Intramolecular charge transfer and biomimetic reaction kinetics in galactose oxidase model complexes.

Abstract

One-electron oxidation of two structurally similar CuII-diphenolate complexes, 1 and 2, creates EPR-silent CuII-phenoxyl complexes [1]+ and [2]+ that mimic the oxidized form of the enzyme galactose oxidase (GOase). Both model complexes display novel NIR absorptions assigned to phenolate-phenoxyl charge transfer that resemble a tyrosinate-tyrosyl charge-transfer band observed in the enzymatic system. [1]+ and [2]+ react with benzyl alcohol to form 0.5 equivs of benzaldehyde per complex; biomimetic reduction to CuI-phenol complexes is not observed, but such species may exist transiently.
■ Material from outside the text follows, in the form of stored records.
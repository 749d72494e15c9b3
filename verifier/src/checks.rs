//! Per-body verification checks.
//!
//! Each check recomputes one orbital quantity from the body's orbit radius and
//! compares it against the value the simulation is configured with. A check
//! produces a [`CheckResult`] whose status is decided by a strict
//! `error < tolerance` comparison.
//!
//! Checks:
//! - Period: Kepler's third law vs `expected_period_days`
//! - Velocity: circular orbital speed vs `orbital_velocity`

use serde::Serialize;

use crate::bodies::CelestialBody;
use crate::orbit::{circular_velocity, orbital_period, percent_error};

/// Outcome of a single check
#[derive(Debug, Clone, Copy, PartialEq, Eq, Serialize)]
#[serde(rename_all = "UPPERCASE")]
pub enum CheckStatus {
    Pass,
    Fail,
}

impl CheckStatus {
    /// Classify a percent error against a tolerance. Exactly `tolerance` fails.
    pub fn classify(error_percent: f64, tolerance_percent: f64) -> Self {
        if error_percent < tolerance_percent {
            CheckStatus::Pass
        } else {
            CheckStatus::Fail
        }
    }

    pub fn as_str(&self) -> &'static str {
        match self {
            CheckStatus::Pass => "PASS",
            CheckStatus::Fail => "FAIL",
        }
    }

    /// Status text as printed in the report, optionally prefixed with a check mark.
    pub fn label(&self, symbols: bool) -> String {
        if !symbols {
            return self.as_str().to_string();
        }
        match self {
            CheckStatus::Pass => format!("✓ {}", self.as_str()),
            CheckStatus::Fail => format!("✗ {}", self.as_str()),
        }
    }

    pub fn is_pass(&self) -> bool {
        matches!(self, CheckStatus::Pass)
    }
}

/// Which quantity a check compares
#[derive(Debug, Clone, Copy, PartialEq, Eq, Serialize)]
#[serde(rename_all = "snake_case")]
pub enum CheckKind {
    Period,
    Velocity,
}

impl CheckKind {
    pub fn as_str(&self) -> &'static str {
        match self {
            CheckKind::Period => "period",
            CheckKind::Velocity => "velocity",
        }
    }

    /// Unit of `calculated` and `reference` for this kind of check.
    pub fn unit(&self) -> &'static str {
        match self {
            CheckKind::Period => "d",
            CheckKind::Velocity => "m/s",
        }
    }
}

/// Result of comparing one computed quantity for one body
#[derive(Debug, Clone, PartialEq, Serialize)]
pub struct CheckResult {
    pub body: &'static str,
    pub kind: CheckKind,
    pub calculated: f64,
    pub reference: f64,
    pub error_percent: f64,
    pub status: CheckStatus,
}

impl CheckResult {
    fn new(
        body: &'static str,
        kind: CheckKind,
        calculated: f64,
        reference: f64,
        tolerance_percent: f64,
    ) -> Self {
        let error_percent = percent_error(calculated, reference);
        let status = CheckStatus::classify(error_percent, tolerance_percent);
        log::debug!(
            "{} {}: calculated {:.3} {}, reference {:.3} {}, error {:.4}%",
            body,
            kind.as_str(),
            calculated,
            kind.unit(),
            reference,
            kind.unit(),
            error_percent
        );
        if !status.is_pass() {
            log::warn!(
                "{} {} off by {:.2}% (tolerance {}%)",
                body,
                kind.as_str(),
                error_percent,
                tolerance_percent
            );
        }
        Self {
            body,
            kind,
            calculated,
            reference,
            error_percent,
            status,
        }
    }
}

/// Compare the Kepler period of `body` against its expected period
pub fn check_period(body: &CelestialBody, tolerance_percent: f64) -> CheckResult {
    let calculated = orbital_period(body.orbit_radius).value();
    CheckResult::new(
        body.name,
        CheckKind::Period,
        calculated,
        f64::from(body.expected_period_days),
        tolerance_percent,
    )
}

/// Compare the circular orbital speed of `body` against its configured speed
pub fn check_velocity(body: &CelestialBody, tolerance_percent: f64) -> CheckResult {
    let calculated = circular_velocity(body.orbit_radius).value();
    CheckResult::new(
        body.name,
        CheckKind::Velocity,
        calculated,
        body.orbital_velocity.value(),
        tolerance_percent,
    )
}

/// Run the period check over every body, preserving table order
pub fn check_periods(bodies: &[CelestialBody], tolerance_percent: f64) -> Vec<CheckResult> {
    bodies
        .iter()
        .map(|body| check_period(body, tolerance_percent))
        .collect()
}

/// Run the velocity check over every body, preserving table order
pub fn check_velocities(bodies: &[CelestialBody], tolerance_percent: f64) -> Vec<CheckResult> {
    bodies
        .iter()
        .map(|body| check_velocity(body, tolerance_percent))
        .collect()
}

/// True iff every result passed. An empty batch passes.
pub fn all_passed(results: &[CheckResult]) -> bool {
    results.iter().all(|r| r.status.is_pass())
}

#[cfg(test)]
mod tests {
    use super::*;
    use crate::bodies::{find_planet, PLANETS};

    #[test]
    fn test_classify_boundary_is_fail() {
        assert_eq!(CheckStatus::classify(2.0, 2.0), CheckStatus::Fail);
        assert_eq!(CheckStatus::classify(1.999_999, 2.0), CheckStatus::Pass);
        assert_eq!(CheckStatus::classify(2.000_001, 2.0), CheckStatus::Fail);
    }

    #[test]
    fn test_classify_nan_fails() {
        assert_eq!(CheckStatus::classify(f64::NAN, 2.0), CheckStatus::Fail);
    }

    #[test]
    fn test_labels() {
        assert_eq!(CheckStatus::Pass.label(true), "✓ PASS");
        assert_eq!(CheckStatus::Fail.label(true), "✗ FAIL");
        assert_eq!(CheckStatus::Fail.label(false), "FAIL");
    }

    #[test]
    fn test_earth_period_check() {
        let earth = find_planet("Earth").unwrap();
        let result = check_period(earth, 2.0);
        assert_eq!(result.kind, CheckKind::Period);
        assert_eq!(result.reference, 365.0);
        assert!(result.error_percent < 2.0);
        assert!(result.status.is_pass());
    }

    #[test]
    fn test_all_planets_pass() {
        assert!(all_passed(&check_periods(&PLANETS, 2.0)));
        assert!(all_passed(&check_velocities(&PLANETS, 2.0)));
    }

    #[test]
    fn test_tight_tolerance_fails_mercury_velocity() {
        // Mercury's configured speed is ~1.1% below the circular value
        let mercury = find_planet("Mercury").unwrap();
        let result = check_velocity(mercury, 1.0);
        assert_eq!(result.status, CheckStatus::Fail);
    }

    #[test]
    fn test_results_keep_table_order() {
        let results = check_velocities(&PLANETS, 2.0);
        let names: Vec<_> = results.iter().map(|r| r.body).collect();
        let expected: Vec<_> = PLANETS.iter().map(|p| p.name).collect();
        assert_eq!(names, expected);
    }

    #[test]
    fn test_empty_batch_passes() {
        assert!(all_passed(&[]));
    }
}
Initial kinetic studies show that [2]+ reacts faster with benzyl alcohol than does [1]+, despite being a significantly weaker oxidant (DeltaE degrees = 370 mV). This acceleration is ascribed to mechanistic differences: [2]+ appears to bind substrate prior to the rate-determining step. Large, nonclassical kinetic isotope effects confirm C-H bond cleavage as the rate-determining step in the reactions of both [1]+ and [2]+ with benzyl alcohol, as is the case for GOase.